Anche Marianna Gregori è diventata donatrice molto presto: «Ho cominciato a donare il sangue appena ho compiuto 18 anni. Ci tenevo tantissimo! Purtroppo a 23 anni ho dovuto smettere a causa dell’insorgenza del diabete». Attualmente Marianna è capogruppo dei donatori nella parrocchia dei SS. Protomartiri romani. «Mi hanno proposto di diventare capogruppo – racconta -. Ero volontaria del soccorso, davo una mano nelle raccolte sangue nelle aziende, nelle altre parrocchie o nelle caserme facendo così esperienza in situazioni diverse. Visto che serviva un nuovo capogruppo mi hanno chiesto di occuparmene. Ne sono stata felice, si resta donatori nel cuore, nell’animo. Donatrice per sempre. Non di sangue, purtroppo, ma anche il tempo ha il suo valore e ne sono consapevole. In parrocchia da diversi anni c’è l’Avis».
Sono numerosi i compiti che questo impegno prevede, soprattutto è importante curare le relazioni interpersonali: «Come capogruppo mi occupo prevalentemente dei rapporti tra la parrocchia, l’Avis e i donatori. Fisso le raccolte concordando le date con il parroco e gestisco i donatori, avvisando e pubblicizzando le date e cercando di risolvere tutti i problemi che possono crearsi: disguidi, indirizzi sbagliati, analisi che non arrivano, tesserini e così via. Ma credo sia anche importante essere una figura di riferimento per dubbi o ansie (riguardo eventuali allergie, farmaci o altro). Se posso rispondo direttamente oppure faccio da tramite con la segreteria o con i medici responsabili del servizio».

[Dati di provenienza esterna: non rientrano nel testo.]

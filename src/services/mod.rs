pub mod company_service;
pub mod lead_service;
pub mod notification_service;
pub mod session_service;
pub mod whatsapp_service;

pub use company_service::{CompanyService, CompanyView, NewCompany, NewUser, WhatsAppCredentialsInput};
pub use lead_service::{LeadInput, LeadService};
pub use notification_service::{DispatchOutcome, NotificationService};
pub use session_service::SessionService;
pub use whatsapp_service::{SendMessageInput, WebhookOutcome, WhatsAppService};

use serde::Serialize;
use serde_json::{Map, Value};

use crate::error::ApiError;

pub(crate) const COMPANIES: &str = "companies";

/// Keeps only the digits of a phone number.
pub fn normalize_phone(phone: &str) -> String {
    phone.chars().filter(char::is_ascii_digit).collect()
}

/// Serialize a record into a document body.
pub(crate) fn to_document<T: Serialize>(record: &T) -> Result<Map<String, Value>, ApiError> {
    match serde_json::to_value(record) {
        Ok(Value::Object(map)) => Ok(map),
        Ok(_) => Err(ApiError::internal("record did not serialize to an object")),
        Err(e) => Err(ApiError::internal(format!("failed to serialize record: {}", e))),
    }
}

/// Trimmed, non-empty optional string.
pub(crate) fn non_empty(value: Option<&str>) -> Option<String> {
    value.map(str::trim).filter(|v| !v.is_empty()).map(str::to_string)
}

Tutto nasce dal desiderio di donare qualcosa agli altri: «Volevo essere utile. Non posso più donare ma posso comunque collaborare e dare una mano. Nulla in confronto a chi viene e dà parte di sé. È donare sé stessi per qualcuno che non si conosce. È dare la possibilità di sorridere senza mai vedere davvero quel sorriso. Eppure, riempie il cuore di gioia. È bellissimo fare del bene a chi abbiamo vicino, ne viviamo le sofferenze e le vicissitudini. Donare il sangue per un perfetto sconosciuto lo diventa ancor di più. Non è un piccolo gesto, è un enorme gesto di amore! Bisogna insistere con i giovani. Sono molto sensibili e disponibili ma a volte informazioni sbagliate possono farli desistere per questo motivo è importante la sensibilizzazione nelle scuole».

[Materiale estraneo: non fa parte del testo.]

use async_trait::async_trait;
use serde::Deserialize;
use serde_json::{Map, Value};
use std::time::Duration;
use thiserror::Error;

use crate::config::MetaConfig;

/// Failures talking to the ads platform. All of them surface as `internal`.
#[derive(Debug, Error)]
pub enum PlatformError {
    #[error("ads platform request timed out")]
    Timeout,

    #[error("ads platform request failed: {0}")]
    Transport(String),

    #[error("ads platform error {code} ({kind}): {message} [fbtrace_id={fbtrace_id}]")]
    Api {
        code: i64,
        kind: String,
        message: String,
        fbtrace_id: String,
    },

    #[error("unexpected ads platform response: {0}")]
    InvalidResponse(String),

    #[error("ads platform not configured: {0}")]
    Config(&'static str),
}

impl From<reqwest::Error> for PlatformError {
    fn from(err: reqwest::Error) -> Self {
        if err.is_timeout() {
            PlatformError::Timeout
        } else {
            PlatformError::Transport(err.to_string())
        }
    }
}

/// One GET against the Graph API: `{root}/{path}?access_token=..&fields=..&...`
#[derive(Debug, Clone, PartialEq)]
pub struct GraphRequest {
    pub path: String,
    pub access_token: String,
    pub params: Vec<(String, String)>,
}

impl GraphRequest {
    pub fn new(path: impl Into<String>, access_token: impl Into<String>) -> Self {
        Self {
            path: path.into(),
            access_token: access_token.into(),
            params: Vec::new(),
        }
    }

    pub fn fields(self, fields: &[&str]) -> Self {
        self.param("fields", fields.join(","))
    }

    pub fn param(mut self, key: &str, value: impl Into<String>) -> Self {
        self.params.push((key.to_string(), value.into()));
        self
    }

    pub fn get_param(&self, key: &str) -> Option<&str> {
        self.params
            .iter()
            .find(|(k, _)| k == key)
            .map(|(_, v)| v.as_str())
    }
}

/// Result of a long-lived token exchange
#[derive(Debug, Clone, PartialEq, Deserialize)]
pub struct ExchangedToken {
    pub access_token: String,
    /// Seconds until expiry; absent for tokens the platform does not expire.
    pub expires_in: Option<i64>,
}

/// Remote ads platform as seen by the sync component
#[async_trait]
pub trait AdsPlatform: Send + Sync {
    /// Lists the `data` array of a Graph edge (first page only).
    async fn list(&self, request: GraphRequest) -> Result<Vec<Map<String, Value>>, PlatformError>;

    /// Exchanges a long-lived token for a renewed one.
    async fn exchange_token(&self, token: &str) -> Result<ExchangedToken, PlatformError>;
}

/// Graph API client over reqwest
pub struct HttpAdsPlatform {
    client: reqwest::Client,
    root: String,
    app_id: Option<String>,
    app_secret: Option<String>,
}

impl HttpAdsPlatform {
    pub fn new(config: &MetaConfig) -> Result<Self, PlatformError> {
        Self::with_timeout(config, config.request_timeout())
    }

    pub fn with_timeout(config: &MetaConfig, timeout: Duration) -> Result<Self, PlatformError> {
        let client = reqwest::Client::builder().timeout(timeout).build()?;
        Ok(Self {
            client,
            root: config.graph_root(),
            app_id: config.app_id.clone(),
            app_secret: config.app_secret.clone(),
        })
    }

    async fn get_json(&self, path: &str, query: &[(String, String)]) -> Result<Value, PlatformError> {
        let url = format!("{}/{}", self.root, path.trim_start_matches('/'));
        let response = self.client.get(&url).query(query).send().await?;
        let status = response.status();
        let body: Value = response
            .json()
            .await
            .map_err(|e| PlatformError::InvalidResponse(e.to_string()))?;
        check_graph_body(status.as_u16(), body)
    }
}

#[async_trait]
impl AdsPlatform for HttpAdsPlatform {
    async fn list(&self, request: GraphRequest) -> Result<Vec<Map<String, Value>>, PlatformError> {
        let mut query = vec![("access_token".to_string(), request.access_token.clone())];
        query.extend(request.params.iter().cloned());

        tracing::debug!("Graph GET {} params={:?}", request.path, request.params);
        let body = self.get_json(&request.path, &query).await?;
        extract_data(body)
    }

    async fn exchange_token(&self, token: &str) -> Result<ExchangedToken, PlatformError> {
        let app_id = self.app_id.as_deref().ok_or(PlatformError::Config("META_APP_ID"))?;
        let app_secret = self
            .app_secret
            .as_deref()
            .ok_or(PlatformError::Config("META_APP_SECRET"))?;

        let query = vec![
            ("grant_type".to_string(), "fb_exchange_token".to_string()),
            ("client_id".to_string(), app_id.to_string()),
            ("client_secret".to_string(), app_secret.to_string()),
            ("fb_exchange_token".to_string(), token.to_string()),
        ];
        let body = self.get_json("oauth/access_token", &query).await?;
        serde_json::from_value(body).map_err(|e| PlatformError::InvalidResponse(e.to_string()))
    }
}

/// Maps the Graph error envelope `{error: {code, type, message, fbtrace_id}}`
/// and non-2xx statuses into [`PlatformError::Api`].
pub fn check_graph_body(status: u16, body: Value) -> Result<Value, PlatformError> {
    if let Some(error) = body.get("error") {
        return Err(PlatformError::Api {
            code: error.get("code").and_then(Value::as_i64).unwrap_or(i64::from(status)),
            kind: error
                .get("type")
                .and_then(Value::as_str)
                .unwrap_or("UnknownError")
                .to_string(),
            message: error
                .get("message")
                .and_then(Value::as_str)
                .unwrap_or("unknown error")
                .to_string(),
            fbtrace_id: error
                .get("fbtrace_id")
                .and_then(Value::as_str)
                .unwrap_or("")
                .to_string(),
        });
    }
    if !(200..300).contains(&status) {
        return Err(PlatformError::Api {
            code: i64::from(status),
            kind: "HttpError".to_string(),
            message: format!("HTTP {}", status),
            fbtrace_id: String::new(),
        });
    }
    Ok(body)
}

/// Pulls the object items out of `{data: [...]}`. Non-object items are dropped.
pub fn extract_data(body: Value) -> Result<Vec<Map<String, Value>>, PlatformError> {
    match body {
        Value::Object(mut map) => match map.remove("data") {
            Some(Value::Array(items)) => Ok(items
                .into_iter()
                .filter_map(|item| match item {
                    Value::Object(obj) => Some(obj),
                    _ => None,
                })
                .collect()),
            Some(_) => Err(PlatformError::InvalidResponse("'data' is not an array".to_string())),
            None => Err(PlatformError::InvalidResponse("missing 'data'".to_string())),
        },
        _ => Err(PlatformError::InvalidResponse("body is not an object".to_string())),
    }
}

Tra le persone che hanno ricevuto la possibilità di sorridere c’è Mirella Marcucci, di Roma. Anni fa ha dovuto affrontare un intervento delicato che ha avuto delle complicazioni in sala operatoria ed ha avuto bisogno di molte trasfusioni e di una seconda operazione. «Se sono qui è grazie alla bravura del chirurgo e ai donatori – afferma -. Senza di loro non sarei qui. Ringrazio per la vita e per la qualità del sangue, che viene trattato e controllato per poterlo utilizzare in sicurezza. Devo ringraziare i donatori che mi hanno permesso di sopravvivere la prima e la seconda volta. Ho fatto notare ai miei figli che senza di loro avrebbero perso la mamma e li ho invitati a donare il sangue. Ai giovani dico: se potete, fatelo perché non vi costa niente di soldi o di tempo, perché si può andare la mattina presto. Se potete, fatelo!».